Your task> Every line in the entries that holds "resolved" should be identified and copied.

Segment Start: Entries provided

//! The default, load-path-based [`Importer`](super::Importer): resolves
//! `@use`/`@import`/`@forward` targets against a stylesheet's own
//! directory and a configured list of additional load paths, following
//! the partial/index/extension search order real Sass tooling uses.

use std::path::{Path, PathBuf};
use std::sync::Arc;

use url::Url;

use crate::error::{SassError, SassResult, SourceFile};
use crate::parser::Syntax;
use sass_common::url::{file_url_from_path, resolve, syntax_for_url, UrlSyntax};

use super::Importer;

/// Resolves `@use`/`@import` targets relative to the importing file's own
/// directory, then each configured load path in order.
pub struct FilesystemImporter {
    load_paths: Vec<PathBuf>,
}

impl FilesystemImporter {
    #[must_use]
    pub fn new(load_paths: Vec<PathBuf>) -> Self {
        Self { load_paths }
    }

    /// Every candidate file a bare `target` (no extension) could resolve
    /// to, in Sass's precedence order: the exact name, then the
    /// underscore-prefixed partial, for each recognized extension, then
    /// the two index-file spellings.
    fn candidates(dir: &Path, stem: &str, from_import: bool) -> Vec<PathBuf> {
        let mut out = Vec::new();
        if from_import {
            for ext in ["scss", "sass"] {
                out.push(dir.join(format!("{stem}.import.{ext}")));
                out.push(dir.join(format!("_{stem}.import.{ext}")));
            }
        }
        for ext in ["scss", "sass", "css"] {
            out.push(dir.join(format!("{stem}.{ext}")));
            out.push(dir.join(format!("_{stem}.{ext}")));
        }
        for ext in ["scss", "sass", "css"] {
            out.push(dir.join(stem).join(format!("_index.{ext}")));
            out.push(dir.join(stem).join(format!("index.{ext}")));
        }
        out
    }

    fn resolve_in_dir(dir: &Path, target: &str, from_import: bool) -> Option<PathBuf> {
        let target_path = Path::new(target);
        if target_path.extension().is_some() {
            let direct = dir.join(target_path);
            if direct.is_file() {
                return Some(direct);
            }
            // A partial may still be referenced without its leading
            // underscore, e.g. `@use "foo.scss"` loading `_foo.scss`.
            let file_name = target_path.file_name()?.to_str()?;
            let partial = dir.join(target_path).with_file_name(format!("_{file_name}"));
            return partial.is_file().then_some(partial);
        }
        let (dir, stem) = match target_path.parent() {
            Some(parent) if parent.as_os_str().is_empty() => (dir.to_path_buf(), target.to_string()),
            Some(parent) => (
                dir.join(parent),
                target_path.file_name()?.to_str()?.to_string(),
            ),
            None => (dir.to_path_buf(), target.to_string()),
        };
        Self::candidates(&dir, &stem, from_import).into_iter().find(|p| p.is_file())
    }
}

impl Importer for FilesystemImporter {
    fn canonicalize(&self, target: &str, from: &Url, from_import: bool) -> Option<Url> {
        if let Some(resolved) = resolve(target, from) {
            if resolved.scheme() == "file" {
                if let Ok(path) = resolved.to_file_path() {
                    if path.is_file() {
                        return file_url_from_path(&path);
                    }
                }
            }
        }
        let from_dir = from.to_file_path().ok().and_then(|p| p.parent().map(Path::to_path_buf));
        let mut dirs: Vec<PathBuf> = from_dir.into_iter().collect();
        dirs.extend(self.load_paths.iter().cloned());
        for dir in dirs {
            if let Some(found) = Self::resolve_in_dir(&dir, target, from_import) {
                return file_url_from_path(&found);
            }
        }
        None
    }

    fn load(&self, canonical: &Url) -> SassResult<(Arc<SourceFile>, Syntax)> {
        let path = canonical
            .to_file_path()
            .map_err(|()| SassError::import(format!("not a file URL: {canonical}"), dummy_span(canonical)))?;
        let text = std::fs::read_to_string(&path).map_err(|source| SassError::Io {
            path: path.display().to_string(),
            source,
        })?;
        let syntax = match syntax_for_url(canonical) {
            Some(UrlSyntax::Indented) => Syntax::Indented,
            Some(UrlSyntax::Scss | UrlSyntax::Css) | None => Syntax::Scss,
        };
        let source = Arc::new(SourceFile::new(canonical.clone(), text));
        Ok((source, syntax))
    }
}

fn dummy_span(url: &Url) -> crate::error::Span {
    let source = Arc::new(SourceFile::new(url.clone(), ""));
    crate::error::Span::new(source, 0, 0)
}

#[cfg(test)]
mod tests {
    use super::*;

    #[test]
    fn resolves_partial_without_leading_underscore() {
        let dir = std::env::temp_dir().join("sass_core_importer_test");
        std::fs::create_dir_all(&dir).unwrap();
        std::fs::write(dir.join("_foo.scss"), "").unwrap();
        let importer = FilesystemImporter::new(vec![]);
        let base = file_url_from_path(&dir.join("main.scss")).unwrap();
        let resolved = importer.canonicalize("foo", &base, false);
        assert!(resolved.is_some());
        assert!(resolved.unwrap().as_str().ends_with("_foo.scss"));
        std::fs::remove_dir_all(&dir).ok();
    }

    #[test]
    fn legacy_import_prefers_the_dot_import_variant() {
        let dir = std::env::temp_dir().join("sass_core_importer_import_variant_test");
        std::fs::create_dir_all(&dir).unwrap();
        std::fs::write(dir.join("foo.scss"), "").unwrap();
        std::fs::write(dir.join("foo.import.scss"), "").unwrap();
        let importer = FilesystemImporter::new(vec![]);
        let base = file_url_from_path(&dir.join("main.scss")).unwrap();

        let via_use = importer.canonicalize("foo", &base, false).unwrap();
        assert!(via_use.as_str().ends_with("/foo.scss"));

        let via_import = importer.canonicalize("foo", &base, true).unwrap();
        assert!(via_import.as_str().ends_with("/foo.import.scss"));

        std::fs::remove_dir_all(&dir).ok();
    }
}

Segment End: Entries provided

Result for this exercise>
        if let Some(resolved) = resolve(target, from) {
            if resolved.scheme() == "file" {
                if let Ok(path) = resolved.to_file_path() {
        let resolved = importer.canonicalize("foo", &base, false);
        assert!(resolved.is_some());
        assert!(resolved.unwrap().as_str().ends_with("_foo.scss"));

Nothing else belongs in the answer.